TASK TO CARRY OUT
Search the entries below for the string "None" and copy the lines that hold it.

THE DATA
----------------------------------------

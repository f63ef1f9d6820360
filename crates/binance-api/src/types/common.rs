//! Common types used across the API.

use rust_decimal::prelude::ToPrimitive;
use rust_decimal::Decimal;
use serde::{Deserialize, Serialize};

/// Empty response (e.g., from ping).
#[derive(Debug, Clone, Deserialize, Serialize, Default)]
pub struct Empty {}

/// Kline/candlestick interval, using Binance interval labels.
#[derive(Debug, Clone, Copy, PartialEq, Eq, Hash, Deserialize, Serialize)]
pub enum KlineInterval {
    /// 1 minute
    #[serde(rename = "1m")]
    OneMinute,
    /// 5 minutes
    #[serde(rename = "5m")]
    FiveMinutes,
    /// 15 minutes
    #[serde(rename = "15m")]
    FifteenMinutes,
    /// 30 minutes
    #[serde(rename = "30m")]
    ThirtyMinutes,
    /// 1 hour
    #[serde(rename = "1h")]
    OneHour,
    /// 4 hours
    #[serde(rename = "4h")]
    FourHours,
    /// 1 day
    #[serde(rename = "1d")]
    OneDay,
    /// 1 week
    #[serde(rename = "1w")]
    OneWeek,
    /// 1 month
    #[serde(rename = "1M")]
    OneMonth,
}

impl KlineInterval {
    /// Wire label (e.g. "1h").
    pub fn as_str(&self) -> &'static str {
        match self {
            KlineInterval::OneMinute => "1m",
            KlineInterval::FiveMinutes => "5m",
            KlineInterval::FifteenMinutes => "15m",
            KlineInterval::ThirtyMinutes => "30m",
            KlineInterval::OneHour => "1h",
            KlineInterval::FourHours => "4h",
            KlineInterval::OneDay => "1d",
            KlineInterval::OneWeek => "1w",
            KlineInterval::OneMonth => "1M",
        }
    }

    /// Parse a wire label. Labels are case-sensitive ("1m" is not "1M").
    pub fn from_label(label: &str) -> Option<Self> {
        Some(match label {
            "1m" => KlineInterval::OneMinute,
            "5m" => KlineInterval::FiveMinutes,
            "15m" => KlineInterval::FifteenMinutes,
            "30m" => KlineInterval::ThirtyMinutes,
            "1h" => KlineInterval::OneHour,
            "4h" => KlineInterval::FourHours,
            "1d" => KlineInterval::OneDay,
            "1w" => KlineInterval::OneWeek,
            "1M" => KlineInterval::OneMonth,
            _ => return None,
        })
    }
}

impl std::fmt::Display for KlineInterval {
    fn fmt(&self, f: &mut std::fmt::Formatter<'_>) -> std::fmt::Result {
        f.write_str(self.as_str())
    }
}

/// Decimal wrapper that deserializes from a string or a number.
#[derive(Debug, Clone, Copy, PartialEq, Eq, PartialOrd, Ord, Hash, Default)]
pub struct StringDecimal(pub Decimal);

impl StringDecimal {
    /// Create a new StringDecimal.
    pub fn new(value: Decimal) -> Self {
        Self(value)
    }

    /// Get the inner Decimal value.
    pub fn inner(&self) -> Decimal {
        self.0
    }

    /// Lossy conversion for chart math. Returns NaN when out of range.
    pub fn to_f64(&self) -> f64 {
        self.0.to_f64().unwrap_or(f64::NAN)
    }
}

impl From<Decimal> for StringDecimal {
    fn from(value: Decimal) -> Self {
        Self(value)
    }
}

impl From<StringDecimal> for Decimal {
    fn from(value: StringDecimal) -> Self {
        value.0
    }
}

impl std::ops::Deref for StringDecimal {
    type Target = Decimal;

    fn deref(&self) -> &Self::Target {
        &self.0
    }
}

impl<'de> Deserialize<'de> for StringDecimal {
    fn deserialize<D>(deserializer: D) -> Result<Self, D::Error>
    where
        D: serde::Deserializer<'de>,
    {
        use serde::de::Error;

        #[derive(Deserialize)]
        #[serde(untagged)]
        enum StringOrNumber {
            String(String),
            Number(f64),
        }

        match StringOrNumber::deserialize(deserializer)? {
            StringOrNumber::String(s) => s
                .parse::<Decimal>()
                .map(StringDecimal)
                .map_err(|e| D::Error::custom(format!("invalid decimal: {e}"))),
            StringOrNumber::Number(n) => Decimal::try_from(n)
                .map(StringDecimal)
                .map_err(|e| D::Error::custom(format!("invalid decimal: {e}"))),
        }
    }
}

impl Serialize for StringDecimal {
    fn serialize<S>(&self, serializer: S) -> Result<S::Ok, S::Error>
    where
        S: serde::Serializer,
    {
        serializer.serialize_str(&self.0.to_string())
    }
}

impl std::fmt::Display for StringDecimal {
    fn fmt(&self, f: &mut std::fmt::Formatter<'_>) -> std::fmt::Result {
        write!(f, "{}", self.0)
    }
}

#[cfg(test)]
mod tests {
    use super::*;

    #[test]
    fn test_interval_labels() {
        assert_eq!(KlineInterval::OneHour.to_string(), "1h");
        assert_eq!(KlineInterval::from_label("1M"), Some(KlineInterval::OneMonth));
        assert_eq!(KlineInterval::from_label("1m"), Some(KlineInterval::OneMinute));
        assert_eq!(KlineInterval::from_label("60m"), None);
    }

    #[test]
    fn test_string_decimal_from_string_and_number() {
        let a: StringDecimal = serde_json::from_str("\"42.50\"").unwrap();
        let b: StringDecimal = serde_json::from_str("42.5").unwrap();
        assert_eq!(a.to_f64(), 42.5);
        assert_eq!(b.to_f64(), 42.5);
    }
}
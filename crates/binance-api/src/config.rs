//! Configuration for the Binance API client.

use std::time::Duration;

/// Configuration for the REST client.
#[derive(Debug, Clone)]
pub struct Config {
    /// Base URL for REST API (default: https://api.binance.com).
    pub base_url: String,
    /// Request timeout.
    pub timeout: Duration,
    /// User agent string.
    pub user_agent: String,
}

impl Default for Config {
    fn default() -> Self {
        Self {
            base_url: crate::SPOT_BASE_URL.to_string(),
            timeout: Duration::from_secs(30),
            user_agent: format!("alertchart-binance/{}", crate::VERSION),
        }
    }
}

impl Config {
    /// Create a configuration for public endpoints.
    pub fn public() -> Self {
        Self::default()
    }

    /// Set the base URL.
    pub fn with_base_url(mut self, url: impl Into<String>) -> Self {
        self.base_url = url.into().trim_end_matches('/').to_string();
        self
    }

    /// Set the request timeout.
    pub fn with_timeout(mut self, timeout: Duration) -> Self {
        self.timeout = timeout;
        self
    }

    /// Set the user agent.
    pub fn with_user_agent(mut self, user_agent: impl Into<String>) -> Self {
        self.user_agent = user_agent.into();
        self
    }
}

/// WebSocket configuration.
#[derive(Debug, Clone)]
pub struct WsConfig {
    /// WebSocket base URL; the stream name is appended as a path segment.
    pub url: String,
    /// Ping interval.
    pub ping_interval: Duration,
    /// Reconnect on disconnect.
    pub auto_reconnect: bool,
    /// Maximum reconnect attempts.
    pub max_reconnect_attempts: u32,
    /// Reconnect delay, multiplied by the attempt number.
    pub reconnect_delay: Duration,
    /// Channel buffer size.
    pub channel_buffer_size: usize,
    /// How long `connect` waits for the first connection.
    pub connect_timeout: Duration,
}

impl Default for WsConfig {
    fn default() -> Self {
        Self {
            url: crate::SPOT_WS_URL.to_string(),
            ping_interval: Duration::from_secs(30),
            auto_reconnect: true,
            max_reconnect_attempts: 5,
            reconnect_delay: Duration::from_secs(1),
            channel_buffer_size: 1000,
            connect_timeout: Duration::from_secs(15),
        }
    }
}

impl WsConfig {
    /// Create a WebSocket config with custom URL.
    pub fn with_url(mut self, url: impl Into<String>) -> Self {
        self.url = url.into().trim_end_matches('/').to_string();
        self
    }

    /// Set the ping interval.
    pub fn with_ping_interval(mut self, interval: Duration) -> Self {
        self.ping_interval = interval;
        self
    }

    /// Set auto reconnect behavior.
    pub fn with_auto_reconnect(mut self, enabled: bool) -> Self {
        self.auto_reconnect = enabled;
        self
    }

    /// Set the channel buffer size.
    pub fn with_buffer_size(mut self, size: usize) -> Self {
        self.channel_buffer_size = size;
        self
    }

    /// Set the connect timeout.
    pub fn with_connect_timeout(mut self, timeout: Duration) -> Self {
        self.connect_timeout = timeout;
        self
    }

    /// Full URL for a single raw stream, e.g. `btcusdt@kline_1m`.
    pub fn stream_url(&self, stream: &str) -> String {
        format!("{}/{}", self.url, stream)
    }
}
//! HTTP client for the public Binance REST API.

use reqwest::{Client, Response};
use std::sync::Arc;

use crate::config::Config;
use crate::error::{ApiError, Error, Result};

/// HTTP client for making requests to the Binance API.
#[derive(Debug, Clone)]
pub struct BinanceClient {
    config: Arc<Config>,
    http: Client,
}

impl BinanceClient {
    /// Create a new client with the given configuration.
    pub fn new(config: Config) -> Result<Self> {
        let http = Client::builder()
            .timeout(config.timeout)
            .user_agent(&config.user_agent)
            .build()?;

        Ok(Self {
            config: Arc::new(config),
            http,
        })
    }

    /// Create a client with the default public configuration.
    pub fn public() -> Result<Self> {
        Self::new(Config::public())
    }

    /// Get the configuration.
    pub fn config(&self) -> &Config {
        &self.config
    }

    fn endpoint_url(&self, endpoint: &str) -> String {
        format!("{}/api/v3{}", self.config.base_url, endpoint)
    }

    /// Make a GET request to a public endpoint.
    pub async fn get<T: serde::de::DeserializeOwned>(
        &self,
        endpoint: &str,
        params: &[(&str, String)],
    ) -> Result<T> {
        let url = self.endpoint_url(endpoint);
        tracing::debug!("GET {} {:?}", url, params);

        let response = self.http.get(&url).query(params).send().await?;
        Self::handle_response(response).await
    }

    /// Handle the API response.
    async fn handle_response<T: serde::de::DeserializeOwned>(response: Response) -> Result<T> {
        let status = response.status();
        let body = response.text().await?;
        Self::decode_body(status.as_u16(), &body)
    }

    /// Decode a response body, turning error payloads into [`Error::Api`].
    pub(crate) fn decode_body<T: serde::de::DeserializeOwned>(status: u16, body: &str) -> Result<T> {
        let value: serde_json::Value = match serde_json::from_str(body) {
            Ok(value) => value,
            Err(e) => {
                if !(200..300).contains(&status) {
                    return Err(Error::Api(ApiError::new(
                        status as i32,
                        format!("HTTP {status}: {body}"),
                    )));
                }
                tracing::error!("Failed to parse response: {}", body);
                return Err(Error::Json(e));
            }
        };

        // Binance can wrap errors in any status, so inspect the payload first
        if let Some(api_error) = ApiError::from_payload(&value) {
            return Err(Error::Api(api_error));
        }

        if !(200..300).contains(&status) {
            return Err(Error::Api(ApiError::new(
                status as i32,
                format!("HTTP {status}: {body}"),
            )));
        }

        serde_json::from_value(value).map_err(|e| {
            tracing::error!("Unexpected response shape: {}", body);
            Error::Json(e)
        })
    }
}

#[cfg(test)]
mod tests {
    use super::*;

    #[test]
    fn test_endpoint_url() {
        let config = Config::public().with_base_url("http://localhost:8080/");
        let client = BinanceClient::new(config).unwrap();
        assert_eq!(
            client.endpoint_url("/klines"),
            "http://localhost:8080/api/v3/klines"
        );
    }

    #[test]
    fn test_decode_error_payload_with_success_status() {
        let result: Result<Vec<serde_json::Value>> =
            BinanceClient::decode_body(200, r#"{"code":-1121,"msg":"Invalid symbol."}"#);
        match result {
            Err(Error::Api(e)) => assert!(e.is_invalid_symbol()),
            other => panic!("expected api error, got {other:?}"),
        }
    }

    #[test]
    fn test_decode_non_json_error_status() {
        let result: Result<serde_json::Value> = BinanceClient::decode_body(502, "Bad Gateway");
        match result {
            Err(Error::Api(e)) => assert_eq!(e.code, 502),
            other => panic!("expected api error, got {other:?}"),
        }
    }

    #[test]
    fn test_decode_data() {
        let prices: Vec<serde_json::Value> =
            BinanceClient::decode_body(200, r#"[{"symbol":"BTCUSDT","price":"1.5"}]"#).unwrap();
        assert_eq!(prices.len(), 1);
    }
}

----------------------------------------

ANSWER TO THIS TASK
            _ => return None,
        assert_eq!(KlineInterval::from_label("60m"), None);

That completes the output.